Um estudo publicado por pesquisadores da Universidade de Sydney, na Austrália, mostra que eles fizeram um mapeamento de todos os efeitos que o esporte provoca nos músculos esqueléticos, que formam 90% do corpo.
Com isso, várias pessoas que sofrem de doenças como diabetes, obesidade e problemas do coração. “Podemos dar um grande salto no campo da medicina. Há muito tempo pensávamos que havia muitas reações decorrentes dos exercícios. Fomos os primeiros a criar o mapa e agora sabemos a sua complexidade”, disse Nolan Hoffman, autor do estudo, ao jornal “El Clarín”.
Com a ajuda de quatro voluntários, que entregaram amostras de músculo antes e depois de se exercitarem em uma bicicleta ergométrica, o estudo foi capaz de identificar mais de 1.000 mudanças que ocorrem no tecido muscular.
Mas o que significa tudo isso? “O ponto é que a gordura pode se tornar músculo, e isso seria uma excelente ferramenta para combater a obesidade. Portanto, conhecer as mudanças na célula muscular pode permitir encontrar pequenas moléculas que podem ser usadas para desenvolver medicamentos. Por enquanto, é conhecida apenas a função da irisina, que converte a gordura marrom em gordura branca e aumenta o gasto calórico sem a realização de exercícios”, explicou a médica especializada em nutrição Mônica Katz.

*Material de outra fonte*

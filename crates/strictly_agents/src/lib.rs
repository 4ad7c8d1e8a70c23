//! Strictly Agents - the moving parts around the umpire
//!
//! Resolves free-form proposals with an LLM, loads umpire configuration,
//! and drives sessions from a single task so that submissions against one
//! session never overlap.
//!
//! # Architecture
//!
//! - **LlmClient**: OpenAI and Anthropic chat completion
//! - **LlmResolver**: free-form text to UCI through the LLM
//! - **UmpireConfig**: TOML configuration and umpire wiring
//! - **SessionDriver**: mailbox actor that owns one session

#![warn(missing_docs)]
#![forbid(unsafe_code)]

mod config;
mod driver;
mod llm_client;
mod llm_resolver;

pub mod cli;

// Crate-level exports - Configuration
pub use config::{ChessUmpire, ConfigError, ResolverKind, UmpireConfig};

// Crate-level exports - Session driver
pub use driver::{DEFAULT_MAILBOX_CAPACITY, DriverError, DriverHandle, SessionDriver, SessionView};

// Crate-level exports - LLM
pub use llm_client::{LlmClient, LlmConfig, LlmError, LlmProvider, MOVE_REPLY_MAX_TOKENS};
pub use llm_resolver::{LlmResolver, build_user_prompt, interpret_reply};
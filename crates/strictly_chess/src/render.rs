//! Text rendering of positions and the running move log.

use shakmaty::{Chess, File, Position, Rank, Square};
use std::collections::{HashMap, VecDeque};
use std::sync::Mutex;
use strictly_umpire::{EventSink, SessionEvent, SessionId, SinkError};
use tracing::{debug, info};

/// Renders a position as an 8x8 text board, rank 8 at the top.
///
/// White pieces are uppercase, black lowercase, empty squares `.`:
///
/// ```text
/// 8 r n b q k b n r
/// ...
/// 1 R N B Q K B N R
///   a b c d e f g h
/// ```
pub fn render_board(position: &Chess) -> String {
    let board = position.board();
    let mut out = String::new();
    for rank in Rank::ALL.iter().rev() {
        out.push(rank.char());
        for file in File::ALL {
            out.push(' ');
            let square = Square::from_coords(file, *rank);
            out.push(board.piece_at(square).map_or('.', |piece| piece.char()));
        }
        out.push('\n');
    }
    out.push_str("  a b c d e f g h");
    out
}

/// Finished games whose logs a [`MoveLogSink`] keeps by default.
pub const DEFAULT_RETAINED_GAMES: usize = 16;

#[derive(Debug, Default)]
struct MoveLogs {
    lines: HashMap<SessionId, Vec<String>>,
    finished: VecDeque<SessionId>,
}

/// Event sink that keeps a numbered move log per session and logs it.
///
/// Each commit is logged as `1. e2e4`; the end of a game logs the result.
/// Logs of live games are kept until the game ends. Only the most recent
/// finished games are retained, so a long-running process does not grow
/// without bound.
#[derive(Debug)]
pub struct MoveLogSink {
    logs: Mutex<MoveLogs>,
    retained_games: usize,
}

impl Default for MoveLogSink {
    fn default() -> Self {
        Self::new()
    }
}

impl MoveLogSink {
    /// Creates an empty move log.
    pub fn new() -> Self {
        Self::with_retained_games(DEFAULT_RETAINED_GAMES)
    }

    /// Creates an empty move log keeping at most `games` finished logs.
    pub fn with_retained_games(games: usize) -> Self {
        Self {
            logs: Mutex::new(MoveLogs::default()),
            retained_games: games,
        }
    }

    /// Returns the logged lines for a session, oldest first.
    pub fn lines(&self, session_id: SessionId) -> Vec<String> {
        self.logs
            .lock()
            .map(|logs| logs.lines.get(&session_id).cloned().unwrap_or_default())
            .unwrap_or_default()
    }

    /// Removes and returns the log of a session.
    pub fn take(&self, session_id: SessionId) -> Vec<String> {
        self.logs
            .lock()
            .map(|mut logs| {
                logs.finished.retain(|id| *id != session_id);
                logs.lines.remove(&session_id).unwrap_or_default()
            })
            .unwrap_or_default()
    }

    /// Number of sessions with a log in memory.
    pub fn session_count(&self) -> usize {
        self.logs.lock().map(|logs| logs.lines.len()).unwrap_or(0)
    }

    fn lock(&self) -> Result<std::sync::MutexGuard<'_, MoveLogs>, SinkError> {
        self.logs
            .lock()
            .map_err(|_| SinkError::new("Move log lock poisoned"))
    }
}

impl EventSink for MoveLogSink {
    fn emit(&self, event: &SessionEvent) -> Result<(), SinkError> {
        match event {
            SessionEvent::MoveCommitted {
                session_id, entry, ..
            } => {
                let line = format!("{}. {}", entry.sequence(), entry.token());
                info!(session_id = %session_id, "{}", line);
                self.lock()?
                    .lines
                    .entry(*session_id)
                    .or_default()
                    .push(line);
            }
            SessionEvent::SessionEnded {
                session_id, status, ..
            } => {
                let result = match status.winner() {
                    Some(winner) => format!("Game over: {}, {} wins", status, winner),
                    None => format!("Game over: {}", status),
                };
                info!(session_id = %session_id, "{}", result);

                let mut logs = self.lock()?;
                logs.finished.push_back(*session_id);
                while logs.finished.len() > self.retained_games {
                    if let Some(evicted) = logs.finished.pop_front() {
                        debug!(session_id = %evicted, "Dropping finished move log");
                        logs.lines.remove(&evicted);
                    }
                }
            }
        }
        Ok(())
    }
}
//! Strictly Umpire - turn-based move adjudication
//!
//! Two participants take turns proposing moves as free-form text. The
//! umpire resolves each proposal into a move token, asks a rules oracle
//! whether it is legal, and commits or rejects it. Committed moves land in
//! an append-only history; terminal positions freeze the session.
//!
//! # Architecture
//!
//! - **Session**: owned value holding state, turn-holder, history, status
//! - **Umpire**: the single entry point that mutates a session
//! - **RulesOracle**: legality, transitions and terminal facts for a game
//! - **MoveResolver**: free-form text to move token (advisory only)
//! - **EventSink**: fire-and-forget observers of commits
//!
//! The umpire is game-agnostic; `strictly_chess` provides the chess oracle.

#![warn(missing_docs)]
#![forbid(unsafe_code)]

mod engine;
mod error;
mod events;
mod history;
mod oracle;
mod participant;
mod resolver;
mod session;
mod status;
mod token;

pub mod contracts;
pub mod invariants;

// Crate-level exports - Engine
pub use engine::{Submission, Umpire};

// Crate-level exports - Errors
pub use error::{OracleError, ResolveError, SequenceViolation, SubmitError};

// Crate-level exports - Observers
pub use events::{BroadcastSink, EventSink, SessionEvent, SinkError};

// Crate-level exports - Session data
pub use history::{HistoryEntry, MoveHistory};
pub use participant::Participant;
pub use session::{Session, SessionId};
pub use status::{GameStatus, TerminalFacts, classify};
pub use token::MoveToken;

// Crate-level exports - Collaborator contracts
pub use oracle::RulesOracle;
pub use resolver::MoveResolver;
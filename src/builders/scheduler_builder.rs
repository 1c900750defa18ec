//! Construct one scheduler per configured bucket.

use std::collections::HashMap;
use std::sync::Arc;

use crate::config::BucketsConfig;
use crate::core::{RateLimitedScheduler, SchedulerError};
use crate::store::CoordinationStore;

/// Build schedulers for every bucket in `cfg`, all sharing `store`.
///
/// Seeding is destructive per bucket, so this is meant to run once at process
/// startup.
///
/// # Errors
///
/// Returns the first configuration or store error encountered.
pub fn build_schedulers(
    cfg: &BucketsConfig,
    store: &Arc<dyn CoordinationStore>,
) -> Result<HashMap<String, RateLimitedScheduler>, SchedulerError> {
    cfg.validate()?;

    let mut schedulers = HashMap::new();
    for (name, spec) in &cfg.buckets {
        let scheduler = RateLimitedScheduler::with_defaults(
            name.clone(),
            spec,
            &cfg.defaults,
            Arc::clone(store),
        )?;
        schedulers.insert(name.clone(), scheduler);
    }

    Ok(schedulers)
}
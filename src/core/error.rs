//! Error types for scheduler operations.

use thiserror::Error;

/// Errors produced by scheduler components.
///
/// Store errors are never retried internally; they surface to the caller
/// unmodified. Indefinite blocking while capacity is exhausted is a
/// documented outcome, not an error.
#[derive(Debug, Error)]
pub enum SchedulerError {
    /// The coordination store cannot be reached.
    #[error("store unavailable: {0}")]
    StoreUnavailable(String),
    /// A bucket constraint failed validation.
    #[error("invalid constraint: {0}")]
    InvalidConstraint(String),
}

/// Application-facing result using anyhow for higher-level contexts.
pub type AppResult<T> = Result<T, anyhow::Error>;
//! Millisecond wall clock used for handle validity stamps.

use std::time::{SystemTime, UNIX_EPOCH};

/// Current time in milliseconds since the Unix epoch.
#[must_use]
pub fn now_ms() -> u128 {
    SystemTime::now()
        .duration_since(UNIX_EPOCH)
        .unwrap_or_default()
        .as_millis()
}
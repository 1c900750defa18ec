//! Handle pool: one bucket's FIFO queue of execution handles.

use std::sync::Arc;

use crate::config::Constraint;
use crate::core::{ExecutionHandle, SchedulerError};
use crate::store::{CoordinationStore, Subscription};
use crate::util::clock::now_ms;

/// FIFO pool of execution handles for a single bucket, backed by the
/// coordination store.
///
/// The pool is seeded with `threshold` handles at construction and handles
/// are conserved thereafter: `free_count() + active_count() == threshold` at
/// every quiescent instant. Released handles go to the back of the queue, so
/// every waiter has a bounded number of turns ahead of it as long as releases
/// keep occurring.
pub struct HandlePool {
    bucket: String,
    channel: String,
    constraint: Constraint,
    store: Arc<dyn CoordinationStore>,
}

impl HandlePool {
    /// Create the pool and seed it with `threshold` immediately valid
    /// handles. Any prior queue state under the same bucket name is
    /// discarded.
    ///
    /// # Errors
    ///
    /// Returns [`SchedulerError::StoreUnavailable`] when the store cannot be
    /// reached; the seeding reset doubles as the reachability probe.
    pub fn seed(
        bucket: impl Into<String>,
        constraint: Constraint,
        store: Arc<dyn CoordinationStore>,
    ) -> Result<Self, SchedulerError> {
        let bucket = bucket.into();
        let channel = format!("{bucket}:handle-released");
        let pool = Self {
            bucket,
            channel,
            constraint,
            store,
        };
        pool.reset(now_ms())?;
        Ok(pool)
    }

    /// Atomically clear the queue and fill it with `threshold` handles valid
    /// at `now_ms`. A single store operation, so no caller can observe a
    /// half-filled pool.
    fn reset(&self, now_ms: u128) -> Result<(), SchedulerError> {
        let handles =
            vec![ExecutionHandle::valid_at(now_ms); self.constraint.threshold as usize];
        self.store.reset_queue(&self.bucket, &handles)?;
        tracing::debug!(
            bucket = %self.bucket,
            threshold = self.constraint.threshold,
            "seeded handle pool"
        );
        Ok(())
    }

    /// Pop the front handle if one is queued. Never blocks.
    ///
    /// # Errors
    ///
    /// Propagates store failures unmodified.
    pub fn try_acquire(&self) -> Result<Option<ExecutionHandle>, SchedulerError> {
        self.store.pop_front(&self.bucket)
    }

    /// Return a handle to the back of the queue, stamped `now + interval`,
    /// then wake waiters.
    ///
    /// The wake hint is only a hint: a waiter that polls late still finds the
    /// pushed handle, and a waiter that wakes without winning the pop
    /// re-suspends.
    ///
    /// # Errors
    ///
    /// Propagates store failures unmodified.
    pub fn release(&self, now_ms: u128) -> Result<(), SchedulerError> {
        let valid_at = now_ms + self.constraint.interval.as_millis();
        self.store
            .push_back(&self.bucket, ExecutionHandle::valid_at(valid_at))?;
        self.store.publish(&self.channel)?;
        tracing::debug!(bucket = %self.bucket, valid_at_ms = %valid_at, "released handle");
        Ok(())
    }

    /// Number of handles currently queued.
    ///
    /// Counts handles, not currently usable slots: a queued handle may still
    /// be inside its cooldown.
    ///
    /// # Errors
    ///
    /// Propagates store failures unmodified.
    pub fn free_count(&self) -> Result<usize, SchedulerError> {
        self.store.queue_len(&self.bucket)
    }

    /// Number of handles currently checked out.
    ///
    /// # Errors
    ///
    /// Propagates store failures unmodified.
    pub fn active_count(&self) -> Result<usize, SchedulerError> {
        Ok((self.constraint.threshold as usize).saturating_sub(self.free_count()?))
    }

    /// Bucket name this pool serves.
    #[must_use]
    pub fn bucket(&self) -> &str {
        &self.bucket
    }

    /// Constraint this pool enforces.
    #[must_use]
    pub const fn constraint(&self) -> &Constraint {
        &self.constraint
    }

    /// Subscribe to this bucket's wake channel.
    pub(crate) fn subscribe(&self) -> Result<Box<dyn Subscription>, SchedulerError> {
        self.store.subscribe(&self.channel)
    }
}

Mas a disponibilização de uma pílula que de fato ajude a deixar o corpo mais magro e saudável sem exercícios ainda deve demorar. Segundo os autores do estudo, a inovação não chegará ao mercado em menos de dez anos, pois leva tempo para que sejam identificadas e transformadas em medicamento todas as alterações moleculares provocadas por exercícios.
Além disso, médicos e nutricionistas continuam afirmando que, não importa a qualidade da pílula, nada é melhor para uma vida saudável do que exercitar o corpo e ter uma alimentação equilibrada. Então, pelo menos por enquanto, mexa-se!